Bessie, desperate to win, asks you to help her figure out where she should put the "good" cards so that she gets all of them. Notationally, the top card is card #1, next card is #2, and so on.

Input

* Line 1: Three space-separated integers: N, K, and P

Output

* Lines 1..M: Positions from top in ascending order in which Bessie should place "good" cards, such that when dealt, Bessie will obtain all good cards.

Sample Input

3 9 2

Sample Output

3

7

8

题意解析：

有n个人玩k张牌，其中牌中有k/n张GOOD牌，Bessie想的到所有的GOOD牌，但她的朋友给出了一些限制

1、发牌要从Bessie上家开始（也就是说Bessie是第n个人发牌）

2、每次发牌后将接下来的p张牌放到牌的最下面

3、要求找出GOOD牌所放的位置，要从小到大排序

源码：

#include <iostream>
#include <cstdio>
#include <algorithm>
#include <vector>
#include <cstring>
#include <queue>
#include <cmath>
#include <map>
using namespace std;
const int maxn = 1e5 + 100;
const int inf = 0x7ffffff;

//好牌数组
int good_cards[maxn];

int main(void)
{
    //n个人，k张牌
    int n, k, p;
    scanf("%d %d %d", &n, &k, &p);

    //打牌的队列
    queue<int>q;

    //将k张牌放入队列
    for (int i = 1; i <= k; i++)
        q.push(i);  

    int loop_count = 1, good_card_count = 0;

    while (!q.empty())
    {
        //轮到给自己发牌
        if (loop_count % n == 0)
        {
            //好牌
            good_cards[good_card_count++] = q.front();
            //找完了
            if (good_card_count == n / k)
                break; 
        }
        loop_count++;
        //发牌
        q.pop();
        //每次发牌后将接下来的p张牌放到牌的最下面
        for (int j = 0; j < p; j++)
        {
            //取出队列的头
            int tmp = q.front();
            //放到队列的末尾
            q.push(tmp);
            //将头出队列
            q.pop();
        }
    }

    //排序，从小到大
    sort(good_cards, good_cards + good_card_count);

    //输出好牌
    for (int i = 0; i < good_card_count; i++)
        printf("%d\n", good_cards[i]);

    return 0;
}

这个源码是采用C++的queue实现的，如上篇所说，可以考虑使用数组实现，性能会提升很多。

关于队列：

队列是一种特殊的线性表，特殊之处在于它只允许在表的前端（front）进行删除操作，而在表的后端（rear）进行插入操作，和栈一样，队列是一种操作受限制的线性表。

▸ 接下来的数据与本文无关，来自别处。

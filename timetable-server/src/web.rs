//! HTTP listener, port negotiation and routing.
//!
//! The listener binds the preferred port and walks forward over
//! consecutive ports on bind conflicts, so several simulators on one
//! machine can each host their own server. Snapshot resources are plain
//! GETs; `/ws` upgrades into the long-lived session loop in [`crate::ws`].
//! Every response is fully buffered and carries the any-origin CORS
//! header, since the companion app's embedded browser runs on a
//! different origin.

use std::io;
use std::net::{IpAddr, Ipv4Addr, SocketAddr};
use std::sync::Arc;
use std::time::Duration;

use axum::{
    extract::{ws::WebSocketUpgrade, ConnectInfo, State},
    http::{header, StatusCode},
    response::{IntoResponse, Response},
    routing::get,
    Router,
};
use log::{debug, info, warn};
use network_interface::{Addr, NetworkInterface, NetworkInterfaceConfig};
use rust_embed::RustEmbed;
use serde::Serialize;
use thiserror::Error;
use tokio::{net::TcpListener, sync::broadcast};
use tokio_graceful_shutdown::SubsystemHandle;
use tower_http::cors::{Any, CorsLayer};

use crate::bridge::TimetableBridge;
use crate::ws::{client_session, WebSocketCore};
use crate::Cli;

const INDEX_URI: &str = "/index.html";
const TIMETABLE_URI: &str = "/timetable.json";
const SCENARIO_INFO_URI: &str = "/scenario-info.json";
const SYNC_URI: &str = "/sync";
const WS_URI: &str = "/ws";

const JSON_MIME: &str = "application/json";

/// How many consecutive ports are tried before startup fails.
pub const PORT_RETRY_MAX: u16 = 10;

#[derive(RustEmbed, Clone)]
#[folder = "assets/"]
struct Assets;

#[derive(Error, Debug)]
pub enum WebError {
    #[error("Socket operation failed")]
    Io(#[from] io::Error),
    #[error("All {attempts} ports starting at {base} are in use")]
    PortsExhausted { base: u16, attempts: u16 },
}

#[derive(Clone)]
pub struct Web {
    ws_core: Arc<WebSocketCore>,
    shutdown_tx: broadcast::Sender<()>,
    preferred_port: u16,
    sync_interval: Duration,
}

impl Web {
    pub fn new(bridge: Arc<dyn TimetableBridge>, args: &Cli) -> Self {
        let (shutdown_tx, _) = broadcast::channel(1);

        Web {
            ws_core: Arc::new(WebSocketCore::new(bridge)),
            shutdown_tx,
            preferred_port: args.port,
            sync_interval: Duration::from_millis(args.sync_interval_ms),
        }
    }

    /// The route table; exposed separately so tests can drive it without
    /// a socket.
    pub fn router(&self) -> Router {
        Router::new()
            .route("/", get(root_redirect))
            .route(INDEX_URI, get(index_page))
            .route(SYNC_URI, get(get_sync))
            .route(TIMETABLE_URI, get(get_timetable))
            .route(SCENARIO_INFO_URI, get(get_scenario_info))
            .route(WS_URI, get(ws_handler))
            .fallback(not_found)
            .layer(CorsLayer::new().allow_origin(Any))
            .with_state(self.clone())
    }

    pub async fn run(self, subsys: SubsystemHandle) -> Result<(), WebError> {
        let (listener, port) = bind_listener(self.preferred_port).await?;

        let host = local_ipv4_addresses()
            .first()
            .map(Ipv4Addr::to_string)
            .unwrap_or_else(|| "localhost".to_string());
        info!("Starting timetable server on port {}", port);
        info!(
            "Open this link to connect the companion app: http://localhost:{}{}?host={}&port={}",
            port, INDEX_URI, host, port
        );

        let mut shutdown_rx = self.shutdown_tx.subscribe();
        let shutdown_tx = self.shutdown_tx.clone();

        let app = self
            .router()
            .into_make_service_with_connect_info::<SocketAddr>();

        tokio::select! { biased;
            _ = subsys.on_shutdown_requested() => {
                let _ = shutdown_tx.send(());
            },
            r = axum::serve(listener, app)
                    .with_graceful_shutdown(
                        async move {
                            _ = shutdown_rx.recv().await;
                        }
                    ) => {
                return r.map_err(WebError::Io);
            }
        }
        Ok(())
    }
}

/// Bind the preferred port, retrying on consecutive ports when it is
/// already in use. Any other bind failure is fatal.
pub async fn bind_listener(preferred_port: u16) -> Result<(TcpListener, u16), WebError> {
    bind_listener_with_retry(preferred_port, PORT_RETRY_MAX).await
}

pub async fn bind_listener_with_retry(
    preferred_port: u16,
    attempts: u16,
) -> Result<(TcpListener, u16), WebError> {
    for i in 0..attempts {
        let port = match preferred_port.checked_add(i) {
            Some(port) => port,
            None => break,
        };
        match TcpListener::bind(SocketAddr::new(IpAddr::V4(Ipv4Addr::UNSPECIFIED), port)).await {
            Ok(listener) => {
                // The OS resolves port 0; always report what was bound
                let bound = listener.local_addr()?.port();
                if i > 0 {
                    debug!("Port {} was busy, bound {} instead", preferred_port, bound);
                }
                return Ok((listener, bound));
            }
            Err(e) if e.kind() == io::ErrorKind::AddrInUse => {
                debug!("Port {} in use", port);
            }
            Err(e) => return Err(WebError::Io(e)),
        }
    }
    Err(WebError::PortsExhausted {
        base: preferred_port,
        attempts,
    })
}

/// Non-loopback IPv4 addresses of this host, for link/QR construction.
pub fn local_ipv4_addresses() -> Vec<Ipv4Addr> {
    match NetworkInterface::show() {
        Ok(interfaces) => interfaces
            .iter()
            .flat_map(|itf| itf.addr.iter())
            .filter_map(|addr| match addr {
                Addr::V4(v4) if !v4.ip.is_loopback() => Some(v4.ip),
                _ => None,
            })
            .collect(),
        Err(e) => {
            warn!("Could not enumerate network interfaces: {}", e);
            Vec::new()
        }
    }
}

async fn root_redirect() -> Response {
    // axum's Redirect only offers 303/307/308; the page is fetched by
    // plain browsers, keep the classic 302.
    (
        StatusCode::FOUND,
        [(header::LOCATION, INDEX_URI)],
        "Found",
    )
        .into_response()
}

async fn index_page() -> Response {
    match Assets::get("index.html") {
        Some(file) => (
            [(header::CONTENT_TYPE, "text/html; charset=utf-8")],
            file.data.into_owned(),
        )
            .into_response(),
        None => (StatusCode::NOT_FOUND, "Resource not found").into_response(),
    }
}

/// Serialize a snapshot; a failure surfaces as 500 with the detail.
fn json_snapshot<T: Serialize>(value: &T) -> Response {
    match serde_json::to_vec(value) {
        Ok(body) => ([(header::CONTENT_TYPE, JSON_MIME)], body).into_response(),
        Err(e) => (
            StatusCode::INTERNAL_SERVER_ERROR,
            format!("Internal Server Error: {}", e),
        )
            .into_response(),
    }
}

/// One-shot position/time snapshot; 200 even while nothing is loaded
/// (the body is then the all-empty form).
async fn get_sync(State(state): State<Web>) -> Response {
    json_snapshot(&state.ws_core.bridge().synced_data())
}

async fn get_timetable(State(state): State<Web>) -> Response {
    match state.ws_core.bridge().work_group() {
        Some(data) => json_snapshot(&data),
        None => StatusCode::NO_CONTENT.into_response(),
    }
}

async fn get_scenario_info(State(state): State<Web>) -> Response {
    match state.ws_core.bridge().current_scenario() {
        Some(info) => json_snapshot(&info),
        None => StatusCode::NO_CONTENT.into_response(),
    }
}

async fn not_found() -> Response {
    (StatusCode::NOT_FOUND, "Not Found").into_response()
}

async fn ws_handler(
    State(state): State<Web>,
    ConnectInfo(addr): ConnectInfo<SocketAddr>,
    ws: WebSocketUpgrade,
) -> Response {
    debug!("WebSocket upgrade request from {}", addr);

    let shutdown_rx = state.shutdown_tx.subscribe();
    let train_changed_rx = state.ws_core.bridge().subscribe_train_changed();
    let core = state.ws_core.clone();
    let sync_interval = state.sync_interval;

    ws.on_upgrade(move |socket| {
        client_session(socket, core, train_changed_rx, shutdown_rx, sync_interval)
    })
}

进行插入操作的端称为队尾，进行删除操作的端称为队头。

队列的数组实现：

队列可以用数组Q[1…m]来存储，数组的上界m即是队列所容许的最大容量。在队列的运算中需设两个指针：

head，队头指针，指向实际队头元素；

tail，队尾指针，指向实际队尾元素的下一个位置。

一般情况下，两个指针的初值设为0，这时队列为空，没有元素。数组定义Q[1…10]。Q(i) i=3,4,5,6,7,8。头指针head=2，尾指针tail=8。队列中拥有的元素个数为:L=tail-head。现要让排头的元素出队，则需将头指针加1。即head = head+1这时头指针向上移动一个位置，指向Q(3)，表示Q(3)已出队。如果想让一个新元素入队，则需尾指针向上移动一个位置。即tail=tail+1这时Q(9)入队。